Guiding Principles Don’t Belong In The Back Of A Notebook

I sat in a meeting that was becoming heated over the direction the organization was going. I wasn’t in charge, in fact, I was only there as a requirement of my position. The debate was going nowhere and I was squirming due to the lack of leadership being taken in the discussion.

At one point, I finally broke into the fray and made this statement:

“I believe this group is at a crossroads and won’t be able to come to a reasonable decision because this organization is ill-defined.”

The obvious quiet that followed showed me that I hit a nerve and that I had now put many of them on the defensive. One of the key members of the group turned to me and asked, “What do you mean by ill-defined?”
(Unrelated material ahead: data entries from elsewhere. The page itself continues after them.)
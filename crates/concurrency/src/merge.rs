//! Merge step of the write loop
//!
//! Given the record currently stored for an entity (or None), a merge step
//! either rejects the write with a [`ConflictReason`] or produces the next
//! record to store. The stored record is never modified: the next record
//! starts from a deep copy of it.

use playerdb_core::{ConflictReason, DataRecord, Partition, Payload};

use crate::validation::validate_expected;

/// Produces the next record from the current one
pub trait MergeStep<T: Payload>: Send + Sync {
    /// Validate against `current` and build the record to write.
    fn merge(&self, current: Option<&DataRecord<T>>) -> Result<DataRecord<T>, ConflictReason>;
}

/// Compare-and-set of a single partition
///
/// Validates `expected` against the partition's stored payload, then sets a
/// deep copy of `new_value` into that partition. The other partition is
/// carried over unchanged.
#[derive(Debug)]
pub struct PartitionWrite<'a, T> {
    partition: &'a Partition,
    new_value: &'a T,
    expected: Option<&'a T>,
}

impl<'a, T: Payload> PartitionWrite<'a, T> {
    /// Write `new_value` into `partition` if it still holds `expected`.
    pub fn new(partition: &'a Partition, new_value: &'a T, expected: Option<&'a T>) -> Self {
        PartitionWrite {
            partition,
            new_value,
            expected,
        }
    }

    /// The targeted partition.
    pub fn partition(&self) -> &Partition {
        self.partition
    }
}

impl<T: Payload> MergeStep<T> for PartitionWrite<'_, T> {
    fn merge(&self, current: Option<&DataRecord<T>>) -> Result<DataRecord<T>, ConflictReason> {
        let found = current.and_then(|record| record.payload(self.partition));
        validate_expected(found, self.expected)?;

        let mut next = current.map(DataRecord::deep_copy).unwrap_or_default();
        next.set_payload(self.partition, self.new_value);
        Ok(next)
    }
}
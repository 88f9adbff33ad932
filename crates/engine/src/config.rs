//! Client configuration via `playerdb.toml`
//!
//! Every field has a default, so an empty file is a valid configuration.
//! Timeouts and backoff bounds are in milliseconds.

use std::path::Path;
use std::time::Duration;

use serde::{Deserialize, Serialize};

use playerdb_concurrency::{PollSchedule, RetryPolicy};
use playerdb_core::{Error, Result};

/// Conventional config file name.
pub const CONFIG_FILE_NAME: &str = "playerdb.toml";

/// Name of the collection holding every player record.
pub const DEFAULT_COLLECTION_NAME: &str = "PlayerDatabase";

fn default_collection_name() -> String {
    DEFAULT_COLLECTION_NAME.to_string()
}

fn default_read_timeout_ms() -> u64 {
    1000
}

fn default_write_timeout_ms() -> u64 {
    4000
}

fn default_access_attempts() -> u32 {
    4
}

fn default_backoff_floor_ms() -> u64 {
    10
}

fn default_backoff_base_ms() -> u64 {
    500
}

fn default_open_schedule_ms() -> Vec<u64> {
    vec![1000, 2000, 4000, 8000]
}

/// Client configuration loaded from `playerdb.toml`.
///
/// # Example
///
/// ```toml
/// collection_name = "PlayerDatabase"
/// read_timeout_ms = 1000
/// write_timeout_ms = 4000
/// access_attempts = 4
/// ```
#[derive(Debug, Clone, PartialEq, Eq, Serialize, Deserialize)]
#[serde(deny_unknown_fields)]
pub struct PlayerDbConfig {
    /// Collection holding all records.
    #[serde(default = "default_collection_name")]
    pub collection_name: String,
    /// Per-attempt timeout of record reads, including update-intent reads.
    #[serde(default = "default_read_timeout_ms")]
    pub read_timeout_ms: u64,
    /// Per-attempt timeout of add and update.
    #[serde(default = "default_write_timeout_ms")]
    pub write_timeout_ms: u64,
    /// Total attempts of the read and write loops.
    #[serde(default = "default_access_attempts")]
    pub access_attempts: u32,
    /// Lower bound of a backoff delay.
    #[serde(default = "default_backoff_floor_ms")]
    pub backoff_floor_ms: u64,
    /// Exclusive upper bound of the first backoff delay, doubled per attempt.
    #[serde(default = "default_backoff_base_ms")]
    pub backoff_base_ms: u64,
    /// Waits between polls while the collection is not available.
    #[serde(default = "default_open_schedule_ms")]
    pub open_schedule_ms: Vec<u64>,
}

impl Default for PlayerDbConfig {
    fn default() -> Self {
        Self {
            collection_name: default_collection_name(),
            read_timeout_ms: default_read_timeout_ms(),
            write_timeout_ms: default_write_timeout_ms(),
            access_attempts: default_access_attempts(),
            backoff_floor_ms: default_backoff_floor_ms(),
            backoff_base_ms: default_backoff_base_ms(),
            open_schedule_ms: default_open_schedule_ms(),
        }
    }
}

impl PlayerDbConfig {
    /// Check the values that would make the client unusable.
    ///
    /// # Errors
    ///
    /// `Error::Config` for a blank collection name, zero attempts, a zero
    /// backoff base, or a floor that is not below the base.
    pub fn validate(&self) -> Result<()> {
        if self.collection_name.trim().is_empty() {
            return Err(Error::config("collection_name must not be blank"));
        }
        if self.access_attempts == 0 {
            return Err(Error::config("access_attempts must be at least 1"));
        }
        if self.backoff_base_ms == 0 {
            return Err(Error::config("backoff_base_ms must be positive"));
        }
        if self.backoff_floor_ms >= self.backoff_base_ms {
            return Err(Error::config(format!(
                "backoff_floor_ms ({}) must be below backoff_base_ms ({})",
                self.backoff_floor_ms, self.backoff_base_ms
            )));
        }
        Ok(())
    }

    /// Parse and validate TOML text.
    pub fn from_toml_str(content: &str) -> Result<Self> {
        let config: PlayerDbConfig = toml::from_str(content)
            .map_err(|e| Error::config(format!("failed to parse config: {}", e)))?;
        config.validate()?;
        Ok(config)
    }

    /// Read, parse and validate a config file.
    ///
    /// # Errors
    ///
    /// `Error::Config` if the file cannot be read, parsed or validated.
    pub fn from_file(path: &Path) -> Result<Self> {
        let content = std::fs::read_to_string(path).map_err(|e| {
            Error::config(format!(
                "failed to read config file '{}': {}",
                path.display(),
                e
            ))
        })?;
        Self::from_toml_str(&content).map_err(|e| match e {
            Error::Config { reason } => {
                Error::config(format!("{} ({})", reason, path.display()))
            }
            other => other,
        })
    }

    /// The default config file content with comments.
    pub fn default_toml() -> &'static str {
        r#"# playerdb client configuration

# Collection holding every player record
collection_name = "PlayerDatabase"

# Per-attempt timeouts in milliseconds
read_timeout_ms = 1000
write_timeout_ms = 4000

# Total attempts for reads and writes hitting transient store faults
access_attempts = 4

# Backoff between attempts is drawn from [floor, base * 2^attempt)
backoff_floor_ms = 10
backoff_base_ms = 500

# Waits between polls while the collection is not yet available
open_schedule_ms = [1000, 2000, 4000, 8000]
"#
    }

    /// Retry policy of the read and write loops.
    pub fn retry_policy(&self) -> RetryPolicy {
        RetryPolicy::new()
            .with_attempts(self.access_attempts)
            .with_floor_ms(self.backoff_floor_ms)
            .with_base_ms(self.backoff_base_ms)
    }

    /// Poll schedule used when opening the collection.
    pub fn open_schedule(&self) -> PollSchedule {
        PollSchedule::from_millis(&self.open_schedule_ms)
    }

    /// Read timeout as a Duration.
    pub fn read_timeout(&self) -> Duration {
        Duration::from_millis(self.read_timeout_ms)
    }

    /// Write timeout as a Duration.
    pub fn write_timeout(&self) -> Duration {
        Duration::from_millis(self.write_timeout_ms)
    }
}
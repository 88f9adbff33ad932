//! WriteController: compare-and-set writes of player records
//!
//! One attempt:
//!
//! ```text
//! begin ─> read (update lock) ─> merge ─┬─ conflict ─────────> ConcurrencyViolation
//!                                       └─ next record ─> add / update
//!                                                          ├─ false ──> ConcurrencyViolation (lost race)
//!                                                          └─ true ───> commit ─> done
//! ```
//!
//! Timeouts on the read, the add/update or the commit abort the attempt and
//! are retried with backoff. A faulted write transaction means another
//! writer got in between, so it surfaces as a conflict. Conflicts are never
//! retried here; the caller re-reads and decides.

use std::sync::Arc;
use std::time::Duration;

use tokio_util::sync::CancellationToken;
use tracing::debug;

use playerdb_concurrency::{Backoff, MergeStep, PartitionWrite};
use playerdb_core::{
    Collection, ConflictReason, DataRecord, EntityId, Error, LockMode, Partition, Payload, Result,
    SecureHash, StoreFault, TransactionalStore,
};

use crate::cancel::{cancellable, ensure_live};
use crate::handle::{CollectionHandle, CollectionRef};
use crate::registry::HandleRegistry;
use crate::retry::{retry_transient, Attempt};

/// Writes payloads into player records
#[derive(Debug)]
pub struct WriteController<S: TransactionalStore> {
    registry: Arc<HandleRegistry<S>>,
    backoff: Arc<Backoff>,
    read_timeout: Duration,
    write_timeout: Duration,
}

impl<S: TransactionalStore> WriteController<S> {
    /// Controller writing through `registry`.
    ///
    /// `read_timeout` bounds the update-intent read, `write_timeout` the
    /// add or update.
    pub fn new(
        registry: Arc<HandleRegistry<S>>,
        backoff: Arc<Backoff>,
        read_timeout: Duration,
        write_timeout: Duration,
    ) -> Self {
        WriteController {
            registry,
            backoff,
            read_timeout,
            write_timeout,
        }
    }

    /// Set the insecure payload of entity `id` to a copy of `new_value`,
    /// provided it currently holds `expected`.
    pub async fn write_insecure<T: Payload>(
        &self,
        id: EntityId,
        new_value: &T,
        expected: Option<&T>,
        cancel: &CancellationToken,
    ) -> Result<()> {
        let partition = Partition::Insecure;
        self.write(id, &PartitionWrite::new(&partition, new_value, expected), cancel)
            .await
    }

    /// Set the payload under `hash` in entity `id`'s secure partition to a
    /// copy of `new_value`, provided it currently holds `expected`.
    pub async fn write_secure<T: Payload>(
        &self,
        id: EntityId,
        hash: &SecureHash,
        new_value: &T,
        expected: Option<&T>,
        cancel: &CancellationToken,
    ) -> Result<()> {
        let partition = Partition::Secure(hash.clone());
        self.write(id, &PartitionWrite::new(&partition, new_value, expected), cancel)
            .await
    }

    /// Run the merge-validate-apply loop for `merge` on entity `id`.
    ///
    /// # Errors
    ///
    /// - `ConcurrencyViolation` if `merge` rejects the stored record or a
    ///   concurrent writer won
    /// - `Timeout` once every attempt hit a store timeout
    /// - `NotWritable` on a replica without write authority
    /// - `NotAvailable` / `IncompatiblePayload` from opening the collection
    /// - `Cancelled` (nothing is committed)
    /// - any other store fault, unchanged
    pub async fn write<T: Payload, M: MergeStep<T>>(
        &self,
        id: EntityId,
        merge: &M,
        cancel: &CancellationToken,
    ) -> Result<()> {
        let handle = self.registry.resolve::<EntityId, DataRecord<T>>()?;
        let collection = handle.open(cancel).await?;

        let handle = &handle;
        let collection = &collection;
        retry_transient(&self.backoff, cancel, "write", move |_| async move {
            self.write_once(handle, collection, id, merge, cancel).await
        })
        .await?;

        debug!(id, "record written");
        Ok(())
    }

    async fn write_once<T: Payload, M: MergeStep<T>>(
        &self,
        handle: &CollectionHandle<S, EntityId, DataRecord<T>>,
        collection: &CollectionRef<S, EntityId, DataRecord<T>>,
        id: EntityId,
        merge: &M,
        cancel: &CancellationToken,
    ) -> Result<Attempt<()>> {
        let tx = handle.begin_transaction()?;

        let read = collection.try_get(tx.tx(), &id, LockMode::Update, self.read_timeout);
        let current = match cancellable(cancel, read).await? {
            Ok(current) => current,
            Err(fault) => return write_fault(id, fault),
        };

        let next = merge
            .merge(current.as_deref())
            .map_err(|reason| Error::conflict(id, reason))?;

        let applied = match &current {
            Some(comparand) => {
                let update = collection.try_update(tx.tx(), id, next, comparand, self.write_timeout);
                cancellable(cancel, update).await?
            }
            None => {
                let add = collection.try_add(tx.tx(), id, next, self.write_timeout);
                cancellable(cancel, add).await?
            }
        };
        match applied {
            Ok(true) => {}
            Ok(false) => return Err(Error::conflict(id, ConflictReason::LostRace)),
            Err(fault) => return write_fault(id, fault),
        }

        // Last chance to back out; once commit starts it runs to completion
        ensure_live(cancel)?;
        match tx.commit().await {
            Ok(()) => Ok(Attempt::Done(())),
            Err(fault) => write_fault(id, fault),
        }
    }
}

/// Classify a store fault raised inside a write attempt.
fn write_fault<T>(id: EntityId, fault: StoreFault) -> Result<Attempt<T>> {
    match fault {
        StoreFault::Timeout => Ok(Attempt::Transient(fault)),
        StoreFault::TransactionFaulted => Err(Error::conflict(id, ConflictReason::TransactionFaulted)),
        other => Err(other.into()),
    }
}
I replied, “There is no corporate sense among you that you know what it is you are striving for, trying to achieve, what this organization actually stands for?”
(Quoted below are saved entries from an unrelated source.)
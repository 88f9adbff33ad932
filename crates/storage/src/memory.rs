//! MemoryStore: in-process backing transactional store
//!
//! # Design Notes
//!
//! - **Typed collections by name**: each name maps to exactly one
//!   `MemoryCollection<K, V>`, stored type-erased and downcast on lookup.
//!   Asking for a name with other types is an `IncompatibleType` fault.
//! - **Update locks**: a per-key async mutex, acquired with a timeout by
//!   update-intent reads and by add/update, held until the transaction ends.
//! - **Staged writes**: add/update only stage a closure; commit applies all
//!   of a transaction's closures under the commit gate, so readers never
//!   observe half of a commit.
//! - **No deletes**: records live until the store is dropped.

use std::any::{type_name, Any};
use std::sync::atomic::{AtomicU64, Ordering};
use std::sync::Arc;

use async_trait::async_trait;
use dashmap::DashMap;
use parking_lot::RwLock;

use playerdb_core::{StoreFault, StoreKey, StoreResult, StoreValue, TransactionalStore};

use crate::collection::MemoryCollection;
use crate::faults::{FaultInjector, FaultPoint};
use crate::transaction::MemoryTransaction;

/// Role of the replica this store stands in for
#[derive(Debug, Clone, Copy, PartialEq, Eq)]
pub enum ReplicaRole {
    /// Reads and writes allowed
    Primary,
    /// Reads allowed; update locks, writes and commits of writes refused
    Secondary,
}

/// Transaction lifecycle counters
#[derive(Debug, Clone, Copy, Default, PartialEq, Eq)]
pub struct StoreStats {
    /// Transactions opened
    pub begun: u64,
    /// Transactions committed
    pub committed: u64,
    /// Transactions aborted (explicitly or by drop)
    pub aborted: u64,
}

impl StoreStats {
    /// Transactions opened but not yet ended.
    pub fn open(&self) -> u64 {
        self.begun - self.committed - self.aborted
    }
}

#[derive(Debug)]
struct Health {
    role: ReplicaRole,
    readable: bool,
    closed: bool,
}

/// State shared by the store, its collections and its transactions
#[derive(Debug)]
pub(crate) struct StoreShared {
    health: RwLock<Health>,
    /// Held for writing while a commit applies its staged writes
    pub(crate) commit_gate: RwLock<()>,
    pub(crate) faults: FaultInjector,
    next_txn_id: AtomicU64,
    begun: AtomicU64,
    committed: AtomicU64,
    aborted: AtomicU64,
}

impl StoreShared {
    pub(crate) fn check_open(&self) -> StoreResult<()> {
        if self.health.read().closed {
            return Err(StoreFault::Closed);
        }
        Ok(())
    }

    pub(crate) fn check_readable(&self) -> StoreResult<()> {
        let health = self.health.read();
        if health.closed {
            return Err(StoreFault::Closed);
        }
        if !health.readable {
            return Err(StoreFault::NotReadable);
        }
        Ok(())
    }

    pub(crate) fn check_writable(&self) -> StoreResult<()> {
        let health = self.health.read();
        if health.closed {
            return Err(StoreFault::Closed);
        }
        if health.role != ReplicaRole::Primary {
            return Err(StoreFault::NotPrimary);
        }
        Ok(())
    }

    pub(crate) fn record_commit(&self) {
        self.committed.fetch_add(1, Ordering::SeqCst);
    }

    pub(crate) fn record_abort(&self) {
        self.aborted.fetch_add(1, Ordering::SeqCst);
    }
}

/// In-process transactional store with named, typed collections
///
/// Cloning a `MemoryStore` yields another handle onto the same data.
#[derive(Debug, Clone)]
pub struct MemoryStore {
    shared: Arc<StoreShared>,
    collections: Arc<DashMap<String, Arc<dyn Any + Send + Sync>>>,
}

impl Default for MemoryStore {
    fn default() -> Self {
        Self::new()
    }
}

impl MemoryStore {
    /// Create an empty primary store
    pub fn new() -> Self {
        MemoryStore {
            shared: Arc::new(StoreShared {
                health: RwLock::new(Health {
                    role: ReplicaRole::Primary,
                    readable: true,
                    closed: false,
                }),
                commit_gate: RwLock::new(()),
                faults: FaultInjector::new(),
                next_txn_id: AtomicU64::new(1),
                begun: AtomicU64::new(0),
                committed: AtomicU64::new(0),
                aborted: AtomicU64::new(0),
            }),
            collections: Arc::new(DashMap::new()),
        }
    }

    /// Get or create the collection `name` holding `K -> V`.
    ///
    /// This is the provisioning side of the store; clients only look
    /// collections up through `try_get_collection`.
    ///
    /// # Errors
    ///
    /// `IncompatibleType` if `name` already holds other types, `Closed`
    /// if the store is closed.
    pub fn create_collection<K: StoreKey, V: StoreValue>(
        &self,
        name: &str,
    ) -> StoreResult<Arc<MemoryCollection<K, V>>> {
        self.shared.check_open()?;
        let erased = {
            let entry = self
                .collections
                .entry(name.to_string())
                .or_insert_with(|| {
                    tracing::debug!(collection = name, "created collection");
                    Arc::new(MemoryCollection::<K, V>::new(name, Arc::clone(&self.shared)))
                        as Arc<dyn Any + Send + Sync>
                });
            Arc::clone(entry.value())
        };
        Self::downcast(name, erased)
    }

    fn downcast<K: StoreKey, V: StoreValue>(
        name: &str,
        erased: Arc<dyn Any + Send + Sync>,
    ) -> StoreResult<Arc<MemoryCollection<K, V>>> {
        erased
            .downcast::<MemoryCollection<K, V>>()
            .map_err(|_| StoreFault::IncompatibleType {
                collection: name.to_string(),
                requested: type_name::<V>(),
            })
    }

    /// Fault injector consulted by every store operation.
    pub fn faults(&self) -> &FaultInjector {
        &self.shared.faults
    }

    /// Snapshot of transaction counters.
    pub fn stats(&self) -> StoreStats {
        StoreStats {
            begun: self.shared.begun.load(Ordering::SeqCst),
            committed: self.shared.committed.load(Ordering::SeqCst),
            aborted: self.shared.aborted.load(Ordering::SeqCst),
        }
    }

    /// Switch between primary and secondary.
    pub fn set_role(&self, role: ReplicaRole) {
        tracing::info!(?role, "replica role changed");
        self.shared.health.write().role = role;
    }

    /// Make the store refuse (or accept again) reads.
    pub fn set_readable(&self, readable: bool) {
        self.shared.health.write().readable = readable;
    }

    /// Close the store. Every later operation fails with `Closed`.
    pub fn close(&self) {
        self.shared.health.write().closed = true;
    }
}

#[async_trait]
impl TransactionalStore for MemoryStore {
    type Tx = MemoryTransaction;
    type Collection<K: StoreKey, V: StoreValue> = MemoryCollection<K, V>;

    async fn try_get_collection<K: StoreKey, V: StoreValue>(
        &self,
        name: &str,
    ) -> StoreResult<Option<Arc<MemoryCollection<K, V>>>> {
        self.shared.check_readable()?;
        self.shared.faults.check(FaultPoint::OpenCollection)?;
        let erased = match self.collections.get(name) {
            Some(entry) => Arc::clone(entry.value()),
            None => return Ok(None),
        };
        Self::downcast(name, erased).map(Some)
    }

    fn begin_transaction(&self) -> StoreResult<MemoryTransaction> {
        self.shared.check_open()?;
        let id = self.shared.next_txn_id.fetch_add(1, Ordering::SeqCst);
        self.shared.begun.fetch_add(1, Ordering::SeqCst);
        Ok(MemoryTransaction::new(id, Arc::clone(&self.shared)))
    }
}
I was in it now. No turning back. We went back and forth. He wanted to solve the immediate problem and I wanted the group to consider solving the problem in light of the Big Picture. What was the guiding, consistent direction that the group should adhere to in not only this decision, but in every decision?
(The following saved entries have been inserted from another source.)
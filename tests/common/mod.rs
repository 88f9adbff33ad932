//! Shared test utilities for the integration test suites.
//!
//! Import via `#[path = "../common/mod.rs"] mod common;` from a suite's main.rs.

#![allow(dead_code)]
#![allow(unused_imports)]

use std::sync::{Arc, Once};

pub use playerdb::{
    Backoff, CancellationToken, Collection, ConflictReason, DataRecord, EntityId, Error,
    FaultPoint, LockMode, MemoryCollection, MemoryStore, PlayerDataReader, PlayerDataWriter,
    PlayerDatabase, PlayerDbConfig, ReplicaRole, RetryPolicy, SecureHash, StoreFault,
    Transaction, TransactionalStore,
};

/// Collection name used by every test database.
pub const COLLECTION: &str = "PlayerDatabase";

/// Seed for the retry backoff, so waits are reproducible.
pub const BACKOFF_SEED: u64 = 0x5EED;

static INIT_TRACING: Once = Once::new();

/// Route `tracing` output to the test harness. Safe to call from every test.
pub fn init_tracing() {
    INIT_TRACING.call_once(|| {
        let _ = tracing_subscriber::fmt()
            .with_test_writer()
            .with_max_level(tracing::Level::DEBUG)
            .try_init();
    });
}

// ============================================================================
// Payload
// ============================================================================

/// A payload with owned, nested data, so copies are observable.
#[derive(Debug, Clone, PartialEq)]
pub struct Profile {
    pub name: String,
    pub level: u32,
    pub items: Vec<String>,
}

impl Profile {
    pub fn new(name: &str, level: u32) -> Self {
        Profile {
            name: name.to_string(),
            level,
            items: Vec::new(),
        }
    }

    pub fn with_item(mut self, item: &str) -> Self {
        self.items.push(item.to_string());
        self
    }
}

// ============================================================================
// TestDb
// ============================================================================

/// A `PlayerDatabase` over a fresh `MemoryStore`, with the store kept at
/// hand for fault injection and inspection.
pub struct TestDb {
    pub store: MemoryStore,
    pub db: Arc<PlayerDatabase<MemoryStore>>,
}

impl TestDb {
    /// Database whose collection already exists.
    pub fn new() -> Self {
        let test_db = Self::without_collection();
        test_db.create_collection();
        test_db
    }

    /// Database whose collection has not been created yet.
    pub fn without_collection() -> Self {
        Self::with_config(PlayerDbConfig::default())
    }

    /// Database with a custom config; the collection is not created.
    pub fn with_config(config: PlayerDbConfig) -> Self {
        init_tracing();
        let store = MemoryStore::new();
        let backoff = Backoff::with_seed(config.retry_policy(), BACKOFF_SEED);
        let db = PlayerDatabase::with_backoff(Arc::new(store.clone()), config, backoff)
            .expect("valid test config");
        TestDb {
            store,
            db: Arc::new(db),
        }
    }

    /// Create the record collection for `Profile` payloads.
    pub fn create_collection(&self) -> Arc<MemoryCollection<EntityId, DataRecord<Profile>>> {
        self.store
            .create_collection::<EntityId, DataRecord<Profile>>(&self.db.config().collection_name)
            .expect("create collection")
    }

    /// The committed record for `id`, read around the client.
    pub fn stored(&self, id: EntityId) -> Option<DataRecord<Profile>> {
        self.create_collection().peek(&id).map(|record| (*record).clone())
    }

    /// Every transaction the client began has ended.
    pub fn assert_no_open_transactions(&self) {
        let stats = self.store.stats();
        assert_eq!(
            stats.begun,
            stats.committed + stats.aborted,
            "open transactions left behind: {:?}",
            stats
        );
    }

    pub async fn read_insecure(&self, id: EntityId) -> Result<Option<Profile>, Error> {
        self.db.get_insecure(id, &CancellationToken::new()).await
    }

    pub async fn read_secure(&self, id: EntityId, hash: &str) -> Result<Option<Profile>, Error> {
        self.db
            .get_secure(id, &SecureHash::from(hash), &CancellationToken::new())
            .await
    }

    pub async fn write_insecure(
        &self,
        id: EntityId,
        value: &Profile,
        expected: Option<&Profile>,
    ) -> Result<(), Error> {
        self.db
            .write_insecure(id, value, expected, &CancellationToken::new())
            .await
    }

    pub async fn write_secure(
        &self,
        id: EntityId,
        hash: &str,
        value: &Profile,
        expected: Option<&Profile>,
    ) -> Result<(), Error> {
        self.db
            .write_secure(
                id,
                &SecureHash::from(hash),
                value,
                expected,
                &CancellationToken::new(),
            )
            .await
    }
}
Finally, he said this: “You know, we already have a mission statement.”

To which I simply replied, “What is it?”

He began to fumble through his 3 inch notebook full of papers, notes, minutes, etc. Finally, he turned back to me and said, “I can’t find it right now. Do you expect us to go through the whole process of creating one again?”

At that point I left the question hanging and remained silent for the rest of the meeting. It was apparent to me (and to others) that I didn’t have to answer it. While the group had a mission statement, had adopted a vision, and had compiled a set of governing values – they weren’t using them.

They had fallen into the difficult position of keeping their vision, values, and mission BEHIND them instead of in FRONT of them.

I don’t mean they need to keep those ideas, dreams, and concepts on pieces of paper physically in front of them (although that appeared to be necessary). I wanted them to keep those things in front of where the group was headed.

To keep it in FRONT of them meant:
+ They strived to accomplish them.
+ They framed every decision, every discussion by them.
+ They guided the group as a whole.
+ They were the focus and not merely an exercise that ended up in the back of a notebook.
+ They were constantly referred to.
+ They were known (well known) by every member of the group.

I mentioned that there was a lack of leadership in the discussion above. The main reason I felt that way was because the leader of the group had allowed the vision, values, and mission of the group to merely become an exercise that was quickly forgotten. This person didn’t do the thing that leaders have to do – keep the vision, values, and mission of the organization in FRONT. That’s why they are called guiding principles.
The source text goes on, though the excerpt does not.